そして今年度は、親子の支援に携わる地域の団体がつどい、語り合い、〝地域みんなで親子を支えるつながり〟を深める取り組みとして「親子の支援を語ろうキャラバン」を企画しました。

今回は、2023年10月23日(月)に第6回目として鳥取で開催された様子をレポートします。

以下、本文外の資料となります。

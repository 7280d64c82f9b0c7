//! The external formatter boundary.
//!
//! The engine does not format text itself. It calls into a formatter behind
//! the [`Formatter`] trait and only inspects the result, treating the
//! formatter as a black box. [`CachedFormatter`] wraps any formatter with a
//! single-slot cache so that linting the same text twice in a row (report
//! pass, then fix pass) runs the formatter once.

use crate::config::FormatConfig;
use crate::error::Result;

/// An external code formatter.
///
/// `format` returns `Ok(Some(text))` with the reformatted text,
/// `Ok(None)` when the input is already formatted, and `Err` when the
/// formatter rejects the input (for example on a syntax error). The method
/// takes `&mut self` so that implementations may keep internal state, such as
/// a loaded plugin or the cache slot of [`CachedFormatter`].
pub trait Formatter {
    /// Format `file_text` under `config`.
    fn format(&mut self, file_text: &str, config: &FormatConfig) -> Result<Option<String>>;
}

/// The last formatter call, kept for reuse.
struct CacheSlot {
    config: FormatConfig,
    file_text: String,
    output: Option<String>,
}

/// Wraps a formatter with a single-slot cache of the last call.
///
/// Hosts lint every file with the same configuration and often check a file
/// twice in a row, once to report and once to fix. Keying the slot on
/// `(config, file_text)` makes the second run free. Formatter errors are not
/// cached; a failing input is retried on the next call.
pub struct CachedFormatter<F> {
    inner: F,
    slot: Option<CacheSlot>,
}

impl<F: Formatter> CachedFormatter<F> {
    /// Wrap `inner` with an empty cache.
    #[must_use]
    pub fn new(inner: F) -> Self {
        Self { inner, slot: None }
    }

    /// Unwrap, discarding the cache.
    #[must_use]
    pub fn into_inner(self) -> F {
        self.inner
    }
}

impl<F: Formatter> Formatter for CachedFormatter<F> {
    fn format(&mut self, file_text: &str, config: &FormatConfig) -> Result<Option<String>> {
        if let Some(slot) = &self.slot {
            if slot.config == *config && slot.file_text == file_text {
                return Ok(slot.output.clone());
            }
        }

        let output = self.inner.format(file_text, config)?;
        self.slot = Some(CacheSlot {
            config: config.clone(),
            file_text: file_text.to_string(),
            output: output.clone(),
        });
        Ok(output)
    }
}
//! Merging raw character diffs into human-meaningful edits.
//!
//! A character differ reports what changed, but one edit from a human point of
//! view often spans several raw operations: a deletion directly followed by an
//! insertion is a replacement, a line break added together with indentation
//! around an unchanged whitespace run is a single whitespace edit, and a code
//! token that reappears on the other side of a line break is a move. The
//! [`DifferenceIterator`] walks the raw op sequence with up to two ops of
//! lookahead and emits one [`Diff`] per merged edit.

use std::ops::Range;

use super::raw::{raw_diff, RawOp, RawOpKind};
use crate::predicate::is_whitespace;

/// One merged edit between the original text and its reformatted version.
///
/// Ranges are half-open byte ranges into the **original** text. For `Add` the
/// range is empty (`start == end`) and marks the insertion point.
#[derive(Debug, Clone, PartialEq, Eq)]
pub enum Diff {
    /// Text that exists only in the reformatted version.
    Add {
        /// The insertion point as an empty range.
        range: Range<usize>,
        /// The text to insert.
        new_text: String,
    },
    /// Text that exists only in the original version.
    Remove {
        /// The bytes to delete.
        range: Range<usize>,
        /// The deleted text (`original[range]`).
        old_text: String,
    },
    /// Text replaced by different text.
    Replace {
        /// The bytes to replace.
        range: Range<usize>,
        /// The replaced text (`original[range]`).
        old_text: String,
        /// The replacement text.
        new_text: String,
    },
}

impl Diff {
    /// The affected byte range in the original text.
    #[must_use]
    pub fn range(&self) -> Range<usize> {
        match self {
            Diff::Add { range, .. } | Diff::Remove { range, .. } | Diff::Replace { range, .. } => {
                range.clone()
            }
        }
    }

    /// The affected text of the original version, if any.
    #[must_use]
    pub fn old_text(&self) -> Option<&str> {
        match self {
            Diff::Add { .. } => None,
            Diff::Remove { old_text, .. } | Diff::Replace { old_text, .. } => Some(old_text),
        }
    }

    /// The replacement text of the reformatted version, if any.
    #[must_use]
    pub fn new_text(&self) -> Option<&str> {
        match self {
            Diff::Remove { .. } => None,
            Diff::Add { new_text, .. } | Diff::Replace { new_text, .. } => Some(new_text),
        }
    }
}

/// Iterator that merges raw diff operations into [`Diff`] edits.
///
/// Holds a cursor into the op sequence and a byte cursor into the original
/// text. The byte cursor advances over `Equal` runs and over the old side of
/// every emitted edit, never over pure insertions, so successive edits come
/// out with non-decreasing, non-overlapping ranges.
pub struct DifferenceIterator {
    /// All runs that the character differ detected.
    ops: Vec<RawOp>,
    /// The current index in `ops`.
    i: usize,
    /// The current byte offset in the original text.
    loc: usize,
}

impl DifferenceIterator {
    /// Diff `original` against `reformatted` and merge the result.
    #[must_use]
    pub fn new(original: &str, reformatted: &str) -> Self {
        Self::from_ops(raw_diff(original, reformatted))
    }

    /// Merge an op sequence produced by an external character differ.
    ///
    /// The sequence must cover both texts in order with no gaps, as
    /// [`raw_diff`] output does.
    #[must_use]
    pub fn from_ops(ops: Vec<RawOp>) -> Self {
        Self { ops, i: 0, loc: 0 }
    }

    /// Get the op at `i`, treating out-of-range lookahead as absent.
    fn op(&self, i: usize) -> Option<&RawOp> {
        self.ops.get(i)
    }

    /// Handle the current op (`Insert`).
    fn handle_insert(&mut self) -> Diff {
        let current = self.ops[self.i].text.clone();

        // "insert → delete" is a replacement.
        if let Some(next1) = self.op(self.i + 1) {
            if next1.kind == RawOpKind::Delete {
                let old_text = next1.text.clone();
                return self.replaced(2, old_text, current);
            }
        }

        if let (Some(next1), Some(next2)) = (self.op(self.i + 1), self.op(self.i + 2)) {
            if next1.kind == RawOpKind::Equal && is_whitespace(&next1.text) {
                // "insert → equal → insert" with all three whitespace: a line
                // break added together with the indentation around an
                // unchanged whitespace run. One whitespace edit, not three.
                if next2.kind == RawOpKind::Insert
                    && is_whitespace(&current)
                    && is_whitespace(&next2.text)
                {
                    let old_text = next1.text.clone();
                    let new_text = format!("{current}{}{}", next1.text, next2.text);
                    return self.replaced(3, old_text, new_text);
                }

                // "insert → equal → delete" where the inserted text repeats
                // the deleted token: the code moved to the previous line.
                if next2.kind == RawOpKind::Delete
                    && current.trim().ends_with(next2.text.trim())
                {
                    let old_text = format!("{}{}", next1.text, next2.text);
                    let new_text = format!("{current}{}", next1.text);
                    return self.replaced(3, old_text, new_text);
                }
            }
        }

        self.added(1, current)
    }

    /// Handle the current op (`Delete`).
    fn handle_delete(&mut self) -> Diff {
        let current = self.ops[self.i].text.clone();

        // "delete → insert" is a replacement.
        if let Some(next1) = self.op(self.i + 1) {
            if next1.kind == RawOpKind::Insert {
                let new_text = next1.text.clone();
                return self.replaced(2, current, new_text);
            }
        }

        if let (Some(next1), Some(next2)) = (self.op(self.i + 1), self.op(self.i + 2)) {
            if next1.kind == RawOpKind::Equal && is_whitespace(&next1.text) {
                // "delete → equal → delete" with all three whitespace: a line
                // break removed together with its indentation.
                if next2.kind == RawOpKind::Delete
                    && is_whitespace(&current)
                    && is_whitespace(&next2.text)
                {
                    let old_text = format!("{current}{}{}", next1.text, next2.text);
                    let new_text = next1.text.clone();
                    return self.replaced(3, old_text, new_text);
                }

                // "delete → equal → insert" where the inserted text repeats
                // the deleted token: the code moved to the next line.
                if next2.kind == RawOpKind::Insert
                    && next2.text.trim().starts_with(current.trim())
                {
                    let old_text = format!("{current}{}", next1.text);
                    let new_text = format!("{}{}", next1.text, next2.text);
                    return self.replaced(3, old_text, new_text);
                }
            }
        }

        self.removed(1, current)
    }

    /// Emit an `Add` edit and consume `op_count` ops. Pure insertions touch
    /// no original-text span, so `loc` stays put.
    fn added(&mut self, op_count: usize, new_text: String) -> Diff {
        let range = self.loc..self.loc;
        self.i += op_count;
        Diff::Add { range, new_text }
    }

    /// Emit a `Remove` edit, consume `op_count` ops, and advance past the
    /// removed text.
    fn removed(&mut self, op_count: usize, old_text: String) -> Diff {
        let range = self.loc..self.loc + old_text.len();
        self.i += op_count;
        self.loc = range.end;
        Diff::Remove { range, old_text }
    }

    /// Emit a `Replace` edit, consume `op_count` ops, and advance past the
    /// replaced text.
    fn replaced(&mut self, op_count: usize, old_text: String, new_text: String) -> Diff {
        let range = self.loc..self.loc + old_text.len();
        self.i += op_count;
        self.loc = range.end;
        Diff::Replace {
            range,
            old_text,
            new_text,
        }
    }
}

impl Iterator for DifferenceIterator {
    type Item = Diff;

    fn next(&mut self) -> Option<Diff> {
        while self.i < self.ops.len() {
            match self.ops[self.i].kind {
                RawOpKind::Equal => {
                    self.loc += self.ops[self.i].text.len();
                    self.i += 1;
                }
                RawOpKind::Insert => return Some(self.handle_insert()),
                RawOpKind::Delete => return Some(self.handle_delete()),
            }
        }
        None
    }
}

親子の支援を語ろうキャラバン  https://hiromare-takushoku.jp/2023/06/08/5622/ 

  <イベント概要>

日時:10月23日(月)14:00~16:00
会場:2023年10月23日(月)、鳥取県立生涯学習センター (県民ふれあい会館)5F 講義室

  <プログラム>

・第一部 こども宅食応援団について  こども宅食応援団 理事 原水敦

・第二部 パネルディスカッション、座談会  

 <登壇者>

とっとり子どもの居場所ネットワーク“えんたく”  コーディネーター 福安潤一さん

鳥取市中央人権福祉センター 所長     ​​                                                                     一般社団法人 日本伴走型支援協会 理事   麒麟のまち地域食堂ネットワーク 事務局         川口 寿弘 さん

鳥取県で親子の支援に関わる皆さんが集まりました      

この日「親子の支援を語ろうキャラバン」に集まったのは、鳥取県で親子の支援に関わる皆さん。ご登壇いただいた、とっとり子どもの居場所ネットワーク“えんたく”コーディネーター福安潤一さん、鳥取市中央人権福祉センター所長で、一般社団法人 日本伴走型支援協会 理事、麒麟のまち地域食堂ネットワーク 事務局の川口 寿弘 さんをはじめ、鳥取県社会福祉協議会、倉吉市社会福祉協議会、八頭町社会福祉協議会、人権福祉センター、地元のNPO団体の皆さまなど、約16人が集まりました。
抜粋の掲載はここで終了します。